-- Exercise data --
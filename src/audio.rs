//! Audio analysis bridge.
//!
//! A [`CaptureDevice`] fills an analyser-style frequency buffer (one byte per
//! bin, 0..=255). The bridge averages that buffer into a single normalized
//! level every frame. Acquisition is the only step that can fail; after a
//! failure the bridge keeps reporting 0 so the orb renders silent visuals.

use crate::error::EngineError;

/// Frequency bins per read, matching a 256-point analyser.
pub const FREQUENCY_BIN_COUNT: usize = 128;

/// Largest magnitude a bin can report.
pub const MAX_BIN_MAGNITUDE: f32 = 255.0;

/// Source of frequency-magnitude data.
///
/// `open` performs the (possibly permission-gated) acquisition. Once open,
/// `read_frequency_data` must not block or allocate.
pub trait CaptureDevice {
    fn open(&mut self) -> Result<(), EngineError>;

    /// Overwrite `bins` with the latest magnitudes.
    fn read_frequency_data(&mut self, bins: &mut [u8]);

    /// Release the underlying device. Called at most once by the bridge.
    fn close(&mut self);

    fn name(&self) -> &str {
        "capture device"
    }
}

/// Average `bins`, normalize by the maximum bin magnitude, apply `gain` and
/// clamp to [0, 1].
pub fn normalize_level(bins: &[u8], gain: f32) -> f32 {
    if bins.is_empty() {
        return 0.0;
    }
    let sum: u32 = bins.iter().map(|&b| b as u32).sum();
    let mean = sum as f32 / bins.len() as f32;
    let level = mean / MAX_BIN_MAGNITUDE * gain;
    if level.is_nan() {
        0.0
    } else {
        level.clamp(0.0, 1.0)
    }
}

#[derive(Clone, Copy, Debug, PartialEq, Eq)]
pub enum BridgeState {
    /// No device attached yet.
    Idle,
    Live,
    /// Acquisition failed; level pinned at 0.
    Unavailable,
    Stopped,
}

pub struct AudioBridge {
    device: Option<Box<dyn CaptureDevice>>,
    bins: [u8; FREQUENCY_BIN_COUNT],
    gain: f32,
    level: f32,
    state: BridgeState,
}

impl AudioBridge {
    pub fn new(gain: f32) -> Self {
        Self {
            device: None,
            bins: [0; FREQUENCY_BIN_COUNT],
            gain: if gain.is_finite() { gain.max(0.0) } else { 1.0 },
            level: 0.0,
            state: BridgeState::Idle,
        }
    }

    /// Acquire `device`. On failure the device is dropped and the level
    /// stays at 0 for the bridge's lifetime.
    pub fn start(&mut self, mut device: Box<dyn CaptureDevice>) -> Result<(), EngineError> {
        if self.state == BridgeState::Stopped {
            return Err(EngineError::InvalidState {
                op: "start audio",
                state: "stopped".to_string(),
            });
        }
        // Replacing a live device releases it first.
        self.release();

        match device.open() {
            Ok(()) => {
                log::info!("Audio capture started on {}", device.name());
                self.device = Some(device);
                self.state = BridgeState::Live;
                Ok(())
            }
            Err(e) => {
                self.state = BridgeState::Unavailable;
                self.level = 0.0;
                Err(e)
            }
        }
    }

    /// Read the latest spectrum and return the normalized level.
    pub fn sample(&mut self) -> f32 {
        match self.device.as_mut() {
            Some(device) if self.state == BridgeState::Live => {
                device.read_frequency_data(&mut self.bins);
                self.level = normalize_level(&self.bins, self.gain);
            }
            _ => self.level = 0.0,
        }
        self.level
    }

    /// Release the capture device. Safe to call repeatedly.
    pub fn stop(&mut self) {
        self.release();
        self.state = BridgeState::Stopped;
        self.level = 0.0;
    }

    fn release(&mut self) {
        if let Some(mut device) = self.device.take() {
            device.close();
            log::info!("Audio capture released ({})", device.name());
        }
    }

    /// Level from the most recent `sample`.
    pub fn level(&self) -> f32 {
        self.level
    }

    pub fn state(&self) -> BridgeState {
        self.state
    }
}

impl Drop for AudioBridge {
    fn drop(&mut self) {
        self.release();
    }
}

/// Deterministic stand-in for a microphone: a slow sine envelope over a
/// falling spectrum. Used for offline rendering and simulations.
pub struct SyntheticCapture {
    phase: f32,
    step: f32,
    floor: f32,
    open: bool,
}

impl SyntheticCapture {
    /// `frames_per_cycle` reads make one full envelope cycle.
    pub fn new(frames_per_cycle: u32) -> Self {
        Self {
            phase: 0.0,
            step: std::f32::consts::TAU / frames_per_cycle.max(1) as f32,
            floor: 0.1,
            open: false,
        }
    }
}

impl CaptureDevice for SyntheticCapture {
    fn open(&mut self) -> Result<(), EngineError> {
        self.open = true;
        Ok(())
    }

    fn read_frequency_data(&mut self, bins: &mut [u8]) {
        if !self.open {
            bins.fill(0);
            return;
        }
        let envelope = self.floor + (1.0 - self.floor) * (0.5 + 0.5 * self.phase.sin());
        let count = bins.len().max(1) as f32;
        for (i, bin) in bins.iter_mut().enumerate() {
            let tilt = 1.0 - i as f32 / count;
            *bin = (envelope * tilt * MAX_BIN_MAGNITUDE).clamp(0.0, MAX_BIN_MAGNITUDE) as u8;
        }
        self.phase = (self.phase + self.step) % std::f32::consts::TAU;
    }

    fn close(&mut self) {
        self.open = false;
    }

    fn name(&self) -> &str {
        "synthetic envelope"
    }
}

#[cfg(test)]
mod tests {
    use super::*;
    use std::cell::Cell;
    use std::rc::Rc;

    struct FixedDevice {
        value: u8,
        closes: Rc<Cell<u32>>,
    }

    impl CaptureDevice for FixedDevice {
        fn open(&mut self) -> Result<(), EngineError> {
            Ok(())
        }
        fn read_frequency_data(&mut self, bins: &mut [u8]) {
            bins.fill(self.value);
        }
        fn close(&mut self) {
            self.closes.set(self.closes.get() + 1);
        }
    }

    struct DeniedDevice;

    impl CaptureDevice for DeniedDevice {
        fn open(&mut self) -> Result<(), EngineError> {
            Err(EngineError::PermissionDenied("NotAllowedError".into()))
        }
        fn read_frequency_data(&mut self, bins: &mut [u8]) {
            bins.fill(255);
        }
        fn close(&mut self) {}
    }

    #[test]
    fn test_normalize_is_clamped() {
        assert_eq!(normalize_level(&[255; 16], 10.0), 1.0);
        assert_eq!(normalize_level(&[0; 16], 10.0), 0.0);
        assert_eq!(normalize_level(&[], 1.0), 0.0);
        assert_eq!(normalize_level(&[128; 4], f32::NAN), 0.0);
        assert_eq!(normalize_level(&[128; 4], -3.0), 0.0);
        let half = normalize_level(&[0, 255], 1.0);
        assert!((half - 0.5).abs() < 1e-6);
    }

    #[test]
    fn test_level_bounds_for_all_byte_patterns() {
        let mut rng = 0x2545F4914F6CDD1Du64;
        let mut bins = [0u8; FREQUENCY_BIN_COUNT];
        for gain in [0.0, 0.5, 1.0, 4.0, 1000.0] {
            for _ in 0..50 {
                for b in bins.iter_mut() {
                    rng ^= rng << 13;
                    rng ^= rng >> 7;
                    rng ^= rng << 17;
                    *b = (rng >> 56) as u8;
                }
                let level = normalize_level(&bins, gain);
                assert!((0.0..=1.0).contains(&level));
            }
        }
    }

    #[test]
    fn test_denied_device_pins_level_at_zero() {
        let mut bridge = AudioBridge::new(1.0);
        let err = bridge.start(Box::new(DeniedDevice)).unwrap_err();
        assert!(matches!(err, EngineError::PermissionDenied(_)));
        assert_eq!(bridge.state(), BridgeState::Unavailable);
        for _ in 0..10 {
            assert_eq!(bridge.sample(), 0.0);
        }
    }

    #[test]
    fn test_sample_and_stop() {
        let closes = Rc::new(Cell::new(0));
        let mut bridge = AudioBridge::new(1.0);
        bridge
            .start(Box::new(FixedDevice { value: 51, closes: closes.clone() }))
            .unwrap();
        assert!((bridge.sample() - 0.2).abs() < 1e-6);

        bridge.stop();
        bridge.stop();
        assert_eq!(closes.get(), 1);
        assert_eq!(bridge.sample(), 0.0);
        assert!(bridge.start(Box::new(DeniedDevice)).is_err());
    }

    #[test]
    fn test_synthetic_capture_cycles() {
        let mut bridge = AudioBridge::new(1.0);
        bridge.start(Box::new(SyntheticCapture::new(60))).unwrap();
        let levels: Vec<f32> = (0..60).map(|_| bridge.sample()).collect();
        let max = levels.iter().cloned().fold(0.0, f32::max);
        let min = levels.iter().cloned().fold(1.0, f32::min);
        assert!(max > min);
        assert!(levels.iter().all(|l| (0.0..=1.0).contains(l)));
    }
}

-- Assignment --
Return only the part of the records above that opens with the line containing "let mean = sum" and closes with the line containing "pub enum BridgeState", ends included.

-- Task output --
    let mean = sum as f32 / bins.len() as f32;
    let level = mean / MAX_BIN_MAGNITUDE * gain;
    if level.is_nan() {
        0.0
    } else {
        level.clamp(0.0, 1.0)
    }
}

#[derive(Clone, Copy, Debug, PartialEq, Eq)]
pub enum BridgeState {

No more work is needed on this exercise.